Dangerously Delicious

The Hamilton's sushi chef hopes to start serving fugu. Just how risky is the famous puffer fish?

Fried fugu. Photograph courtesy of Flickr user istolethetv.

There’s no more notorious food than fugu—a.k.a. puffer fish, a potentially deadly Japanese delicacy. So young sushi chef Jason Zheng caused a stir when he told the City Paper’s Chris Shott that he hoped to offer puffer at the Hamilton, a new downtown DC 24-hour mega-eatery whose offerings include sashimi, nigiri, and maki rolls.

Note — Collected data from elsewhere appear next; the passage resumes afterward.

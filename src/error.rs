// SPDX-License-Identifier: MIT
// Copyright 2026 Roland Dreier <roland@rolandd.dev>

//! Application error types with consistent API responses.

use axum::{
    http::StatusCode,
    response::{IntoResponse, Response},
    Json,
};
use serde::Serialize;

/// Application error type that converts to HTTP responses.
#[derive(Debug, thiserror::Error)]
pub enum AppError {
    #[error("Authentication required")]
    Unauthorized,

    #[error("Invalid or expired token")]
    InvalidToken,

    #[error("Resource not found: {0}")]
    NotFound(String),

    #[error("Invalid input: {0}")]
    InvalidInput(String),

    #[error("Strava API error: {0}")]
    StravaApi(String),

    #[error("Persistence error: {0}")]
    Persistence(String),

    #[error("Internal server error: {0}")]
    Internal(#[from] anyhow::Error),
}

impl AppError {
    /// Message used when Strava rejects a request due to rate limiting.
    pub const STRAVA_RATE_LIMIT: &'static str = "Rate limit exceeded";
    /// Message used when Strava rejects the access token.
    pub const STRAVA_TOKEN_ERROR: &'static str = "Invalid or expired Strava token";
}

/// JSON error response body
#[derive(Serialize)]
struct ErrorResponse {
    error: String,
    #[serde(skip_serializing_if = "Option::is_none")]
    details: Option<String>,
}

impl IntoResponse for AppError {
    fn into_response(self) -> Response {
        let (status, error, details) = match &self {
            AppError::Unauthorized => (StatusCode::UNAUTHORIZED, "unauthorized", None),
            AppError::InvalidToken => (StatusCode::UNAUTHORIZED, "invalid_token", None),
            AppError::NotFound(msg) => (StatusCode::NOT_FOUND, "not_found", Some(msg.clone())),
            AppError::InvalidInput(msg) => {
                (StatusCode::BAD_REQUEST, "invalid_input", Some(msg.clone()))
            }
            AppError::StravaApi(msg) => {
                (StatusCode::BAD_GATEWAY, "strava_error", Some(msg.clone()))
            }
            AppError::Persistence(msg) => {
                tracing::error!(error = %msg, "Persistence error");
                (StatusCode::INTERNAL_SERVER_ERROR, "persistence_error", None)
            }
            AppError::Internal(err) => {
                tracing::error!(error = %err, "Internal server error");
                (StatusCode::INTERNAL_SERVER_ERROR, "internal_error", None)
            }
        };

        let body = ErrorResponse {
            error: error.to_string(),
            details,
        };

        (status, Json(body)).into_response()
    }
}

/// Result type alias for handlers
pub type Result<T> = std::result::Result<T, AppError>;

In Japan, sushi chefs-in-training test their skills by how well they can carve puffer. The fish contains a poison 20 times as lethal as cyanide. If the chef fails to remove the tetrodotoxin, diners are in danger. In Tokyo last November, a woman almost died after eating fugu liver at a two-Michelin-star establishment. The chef who prepared it was suspended for serving such a dangerous morsel.

Only one known Washington-area restaurant currently serves fugu: Kaz Sushi Bistro in DC’s Foggy Bottom. Kazuhiro “Kaz” Okochi orders the fish from Wako International Corp. in New York City, the only fugu importer approved by the Food and Drug Administration. Only a select group of restaurants are certified by Wako to buy the fish, and Wako lobbied for years to get approval; all of the company’s fish comes from Shimonoseki, Japan, home to an expert group of slicers trained to remove all traces of tetrodotoxin. The fish doesn’t come cheap: Okochi paid Wako $90 a pound for farm-raised fugu in 2011. The prices proved too steep for Terry Segawa, owner of Bethesda’s Tako Grill, who says he stopped serving fugu in 2010 due to rising costs.

When a twice-yearly shipment comes in, Okochi creates a $150 dinner featuring various preparations. He says he thinks his diners, most of them American, understand that fugu served stateside in legal restaurants is about as safe as any other sushi: “They don’t pay $150 to die from eating dinner.”

This article appears in the February 2012 issue of The Washingtonian.